The displays are desirably aligned on the left by the first heart
sound, so that the cardiac cycle timings can be compared at various
sites. These traces may also desirably include a compilation of
results of signal processing and an analysis of the recorded heart
sounds, which may be displayed graphically. Heart sounds detected
in step 206 by the analysis algorithms (e.g. S1, S2, S3, ejection
clicks, etc.) may be annotated by heart sound labels 606 at
corresponding points on analyzed heart sound traces 602. These
heart sound labels may be textual abbreviations as shown in FIG. 6,
or they may be icons or a combination thereof. Murmurs detected in
step 206 by the analysis algorithm may also be annotated and/or
highlighted by transparent or semi-transparent boxes 604 that may
desirably approximate the time-amplitude contour of the murmur.
These annotations provide a graphical presentation of the analysis
results which may desirably be used to confirm the correctness of
the analysis, as well as the summary clinical findings displayed in
summary findings section 608.
[0047] Furthermore, displaying the compilation of results may
include the step of textually describing auscultatory findings in
summary findings section 608. The results of the analysis of the
heart sounds may be presented in summary textual form in terms of
standard auscultatory findings (e.g. late-systolic murmur of grade
III, mid-systolic click, loud S2 with wide, fixed splitting, etc.)
in summary findings section 608. These standard auscultatory
finding terms are desirably familiar to physicians, and, therefore,
may enable physicians to readily integrate the results of the heart
sound analysis readily with other patient information. Thus,
summary auscultatory findings expressed in terms of standard
clinical auscultatory terms used by physicians may desirably
simplify the use of these summary finding in making diagnostic and
referral decisions. A listing of possible cardiovascular diseases,
consistent with the derived auscultatory findings, may also be
included. This information may further assist the physician in
associating clinical findings with various diseases.

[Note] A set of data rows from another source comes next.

//! crates/timetable_core/src/mutation.rs
//!
//! Plans section additions and removals. A plan is computed entirely from the
//! timetable as read plus catalog facts and is returned as a single
//! `SectionCommit`; nothing is written here.

use crate::clash::{check_class_hours, check_exam_hours, ClassHourCheck, ExamHourCheck};
use crate::codec::{decode_room_time, timings_for_section};
use crate::domain::{Course, Section, SectionType, Timetable};
use crate::error::{ConflictKind, EngineError, EngineResult};
use crate::lifecycle::{check_section_add, check_section_remove};
use crate::ports::{Membership, SectionCommit};
use crate::warnings::{recompute, Change};
use chrono::Utc;
use std::collections::BTreeSet;
use tracing::debug;

/// Validates adding `section` (of `course`) to `timetable` and computes the
/// resulting state.
pub fn plan_add(
    timetable: &Timetable,
    section: &Section,
    course: &Course,
    offered: &BTreeSet<SectionType>,
) -> EngineResult<SectionCommit> {
    check_section_add(timetable)?;

    if course.archived {
        return Err(ConflictKind::CourseArchived(course.code.clone()).into());
    }

    let duplicate = || -> EngineError {
        ConflictKind::DuplicateSectionType {
            course_code: course.code.clone(),
            section_type: section.section_type,
        }
        .into()
    };
    if timetable.contains_section(section.id) {
        return Err(duplicate());
    }

    if let ClassHourCheck::Clash { course_code, slot } =
        check_class_hours(&timetable.timings, section)?
    {
        return Err(ConflictKind::ClassHourClash { course_code, slot }.into());
    }

    let exam_check = check_exam_hours(&timetable.exam_times, course);
    if let ExamHourCheck::Clash { exam, course_code } = &exam_check {
        return Err(ConflictKind::ExamHourClash {
            course_code: course_code.clone(),
            exam: *exam,
        }
        .into());
    }

    let same_type_selected = timetable
        .sections
        .iter()
        .any(|s| s.course_id == course.id && s.section_type == section.section_type);
    if same_type_selected {
        return Err(duplicate());
    }

    let warnings = recompute(
        &course.code,
        section.section_type,
        offered,
        Change::Add,
        &timetable.warnings,
    );

    let mut timings = timetable.timings.clone();
    timings.extend(timings_for_section(&course.code, &section.room_time)?);

    let exam_times = (!exam_check.same_course()).then(|| {
        let mut exam_times = timetable.exam_times.clone();
        exam_times.extend(course.exam_intervals());
        exam_times
    });

    debug!(
        timetable_id = timetable.id,
        course = %course.code,
        section_type = %section.section_type,
        "planned section add"
    );

    Ok(SectionCommit {
        timetable_id: timetable.id,
        expected_version: timetable.version,
        membership: Membership::Attach(section.id),
        timings,
        warnings,
        exam_times,
    })
}

/// The structural inverse of `plan_add`. `course` is the removed section's
/// course; its exams leave the timetable with its last selected section.
pub fn plan_remove(
    timetable: &Timetable,
    section_id: uuid::Uuid,
    course: &Course,
    offered: &BTreeSet<SectionType>,
) -> EngineResult<SectionCommit> {
    check_section_remove(timetable)?;

    let section = timetable
        .sections
        .iter()
        .find(|s| s.id == section_id)
        .ok_or_else(|| EngineError::NotFound("section in timetable".to_string()))?;

    // Drop one entry per weekly occurrence of this section.
    let mut timings = timetable.timings.clone();
    for room_time in &section.room_time {
        let slot = decode_room_time(room_time)?;
        if let Some(i) = timings
            .iter()
            .position(|t| t.course_code == course.code && t.slot == slot)
        {
            timings.remove(i);
        }
    }

    let course_still_selected = timetable
        .sections
        .iter()
        .any(|s| s.id != section_id && s.course_id == section.course_id);
    let exam_times = (!course_still_selected).then(|| {
        timetable
            .exam_times
            .iter()
            .filter(|e| e.course_code != course.code)
            .cloned()
            .collect()
    });

    let warnings = recompute(
        &course.code,
        section.section_type,
        offered,
        Change::Remove,
        &timetable.warnings,
    );

    Ok(SectionCommit {
        timetable_id: timetable.id,
        expected_version: timetable.version,
        membership: Membership::Detach(section_id),
        timings,
        warnings,
        exam_times,
    })
}

/// The timetable a successful `commit` leaves behind. `section` is the
/// section the commit attaches or detaches.
pub fn apply_commit(
    mut timetable: Timetable,
    commit: SectionCommit,
    section: &Section,
) -> Timetable {
    match commit.membership {
        Membership::Attach(_) => timetable.sections.push(section.clone()),
        Membership::Detach(id) => timetable.sections.retain(|s| s.id != id),
    }
    timetable.timings = commit.timings;
    timetable.warnings = commit.warnings;
    if let Some(exam_times) = commit.exam_times {
        timetable.exam_times = exam_times;
    }
    timetable.version += 1;
    timetable.last_updated = Utc::now();
    timetable
}
//! Remove operation

use std::io::{BufRead, Write};

use crate::console::Console;
use crate::error::Result;
use crate::record::StudentId;
use crate::store::Table;

use super::Outcome;

/// Answer that confirms a removal ("Sim")
pub const CONFIRM_TOKEN: &str = "S";

/// Case-insensitive check for the confirmation token
pub fn confirm_token(answer: &str) -> bool {
    answer.trim().eq_ignore_ascii_case(CONFIRM_TOKEN)
}

/// Delete student `id` after explicit confirmation
pub fn remove<R: BufRead, W: Write>(
    table: &mut Table,
    id: StudentId,
    console: &mut Console<R, W>,
) -> Result<Outcome> {
    table.get(id)?;

    console.blank()?;
    console.say("--- REMOVER ALUNO ---")?;
    let answer = console.read_line(&format!(
        "ATENÇÃO: Deseja REALMENTE remover o aluno de Matrícula {}? (S/N): ",
        id
    ))?;

    if !confirm_token(&answer) {
        console.say("[INFO] Remoção cancelada.")?;
        return Ok(Outcome::Unchanged);
    }

    table.remove(id)?;
    tracing::debug!("Removed student {}", id);
    console.blank()?;
    console.say(format!(
        "[SUCESSO] Aluno de Matrícula {} removido permanentemente.",
        id
    ))?;
    Ok(Outcome::Changed)
}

[0048] Certain hemodynamic parameters may be derived in step 206
from the recorded cardiac acoustic signals (e.g. heart rate, HRV,
systolic/diastolic durations). These hemodynamic parameters are
desirably presented in numerical form, with mean/variance values in
hemodynamic parameter section 610. Hemodynamic parameter section
610 may also include an indication of the presence of any
irregularity in heart rhythm.
[0049] Identification section 612 includes identification
information to identify the auscultatory test result. This
identification information may also be used to associate the
auscultatory finding with other patient data that may be in the
computer system to allow more thorough diagnostic decision support.
Exemplary results screen display 600 may also include comments
section 614, which may include user comments, or information about
signal quality, including the taking of retests during step
204.
[0050] Although the invention is illustrated and described herein
with reference to specific embodiments, the invention is not
intended to be limited to the details shown. Rather, various
modifications may be made in the details within the scope and range
of equivalents of the claims and without departing from the
invention. Specifically, it is contemplated that, although the
present invention has been described in terms of auscultation for
cardiac diagnostic decision support, one skilled in the art may
understand that the present invention may also be used in
conjunction with auscultation focusing on the pulmonary or
gastrointestinal diagnostic decision support. Furthermore, the
present invention may be applicable to signal acquisition and
conditioning, or filtering, to produce a display of heart sound
signals (e.g. an enhanced phonocardiogram), by which relevant
signal characteristics may be enhanced and readily viewed.